Una vez en las heridas los huevecillos avanzan a fase larvaria uno, dos y tres desarrollándose al alimentarse de tejido vivo del animal, por lo que provoca malestar general, pérdida de apetito y producción de leche o ganancia de peso, así como infecciones secundarias que puedan compilarse si no se tratan.
El gusano sale del cuerpo del animal y pasa al estado de pupa para completar el ciclo enterrándose en tierra y luego sale para que emerja la mosca, que luego sigue reproduciéndose si encuentra heridas de animales de sangre caliente.
Una forma adicional de prevenir es aplicando inyecciones de desparasitante sistémico que interrumpirá el ciclo de la mosca en animales tratados en caso de infestaciones.
Las gusaneras deben reportarse de inmediato a las autoridades sanitarias estatales o federales, así como a las Uniones Ganaderas o los Ayuntamientos, para que se inicie el proceso de identificación y confirmación, a fin de aplicar los protocolos de control en el punto de infestación detectado y que comprende un “barrido sanitario” del predio y zonas aledañas, sin entrar en cuarentena los ranchos o unidades de producción.
Hay medidas complementarias como vigilancia en la movilización del ganado para evitar llevar animales con gusaneras a otros predios, con heridas sin cicatrizantes, o bien sin aplicación de desparasitantes inyectados que protegen a los animales hasta por tres meses.

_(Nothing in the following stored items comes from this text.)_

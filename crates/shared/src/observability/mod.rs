//! 统一可观测性模块
//!
//! 提供 metrics、tracing、logging 的统一初始化和管理。
//! 所有服务通过单一入口点配置可观测性，确保一致的指标命名。

pub mod metrics;
pub mod middleware;
pub mod tracing;

use ::tracing::info;
use anyhow::Result;
use serde::Deserialize;

/// 可观测性配置
#[derive(Debug, Clone, Deserialize)]
#[serde(default)]
pub struct ObservabilityConfig {
    /// 服务名称，用于标识日志和指标的来源
    pub service_name: String,

    /// Prometheus 指标导出端口
    pub metrics_port: u16,

    /// 是否启动指标导出服务（CLI 单次任务通常关闭）
    pub metrics_enabled: bool,

    /// 日志级别（如 "info", "debug"）
    pub log_level: String,

    /// 是否启用 JSON 格式日志
    pub json_logs: bool,
}

fn default_metrics_port() -> u16 {
    9090
}

fn default_log_level() -> String {
    "info".to_string()
}

impl Default for ObservabilityConfig {
    fn default() -> Self {
        Self {
            service_name: "unknown-service".to_string(),
            metrics_port: default_metrics_port(),
            metrics_enabled: true,
            log_level: default_log_level(),
            json_logs: false,
        }
    }
}

impl ObservabilityConfig {
    /// 注入服务名（配置文件中通常不单独声明）
    pub fn with_service_name(mut self, service_name: &str) -> Self {
        self.service_name = service_name.to_string();
        self
    }

    /// 关闭指标导出
    pub fn without_metrics(mut self) -> Self {
        self.metrics_enabled = false;
        self
    }
}

/// 可观测性资源守卫
///
/// 持有指标服务的生命周期，drop 时记录关闭日志。
pub struct ObservabilityGuard {
    _metrics_handle: Option<metrics::MetricsHandle>,
}


impl Drop for ObservabilityGuard {
    fn drop(&mut self) {
        info!("Shutting down observability...");
    }
}

/// 统一初始化可观测性
///
/// 初始化顺序：
/// 1. Tracing（日志）
/// 2. Metrics（Prometheus 指标，可关闭）
///
/// # Example
///
/// ```ignore
/// use loyalty_shared::observability::{init, ObservabilityConfig};
///
/// #[tokio::main]
/// async fn main() -> anyhow::Result<()> {
///     let config = ObservabilityConfig::default().with_service_name("storage-admin-service");
///     let _guard = init(&config).await?;
///     Ok(())
/// }
/// ```
pub async fn init(config: &ObservabilityConfig) -> Result<ObservabilityGuard> {
    tracing::init(config)?;

    info!(
        service = %config.service_name,
        metrics_enabled = config.metrics_enabled,
        metrics_port = %config.metrics_port,
        "Observability initialized"
    );

    let metrics_handle = if config.metrics_enabled {
        Some(metrics::init(config).await?)
    } else {
        None
    };

    Ok(ObservabilityGuard {
        _metrics_handle: metrics_handle,
    })
}
use super::types::{CharDimensions, CharPattern};

pub trait GameObjectRenderer {
    fn char_dimensions(&self) -> CharDimensions;

    fn render_snake_segment(&self, is_head: bool) -> CharPattern;

    fn render_food(&self) -> CharPattern;

    /// Background pattern for an unoccupied cell; forms the reference
    /// lattice of the board.
    fn render_empty(&self) -> CharPattern;
}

Asimismo, las autoridades sanitarias tienen un sistema de trampeo para detectar el avance de la mosca e ir llevando capacitación y reforzando la distribución de cicatrizantes y desparasitantes.
También, con el respaldo del Departamento de Agricultura de Estados Unidos a través de SENASICA y SADER Federal, se realizan acciones de control biológico a través de liberación de moscos estériles en las zonas con presencia de la mosca para frenar la fertilización de huevecillos de la mosca y su reproducción en las heridas de los animales.
La mosca se trae de una planta de producción en Panamá, pero ha sido insuficiente hasta el momento, ya que se trata de un complemente relevante para frenar el avance de la mosca en zonas de difícil acceso y en las áreas de hábitat de animales salvajes.
A finales de junio se espera que aumente la liberación de moscas por la entrada en operación de una nueva planta en Chiapas, México, que permitirá duplicar la producción de moscos estériles y fortalecer el control biológico, sumado al amplio trabajo de prevención, control y erradicación que se hace en ranchos, unidades de producción por cerca de 150 veterinarios y técnicos sanitarios y en clínicas veterinarias en el caso de las mascotas.
Por la presencia del gusano barrenador del ganado en México, Estados Unidos cerró su frontera a la importación de ganado mexicano, lo que ha generado pérdidas millonarias a la ganadería del norte del país, entre ellos los estados norteños de Tamaulipas, Nuevo León, Coahuila, Chihuahua, Sonora y Durango, que año con año enviaban más de un millón 350 mil becerros al vecino país con precios más atractivos entre un 30 y 35 por ciento arriba del mercado nacional.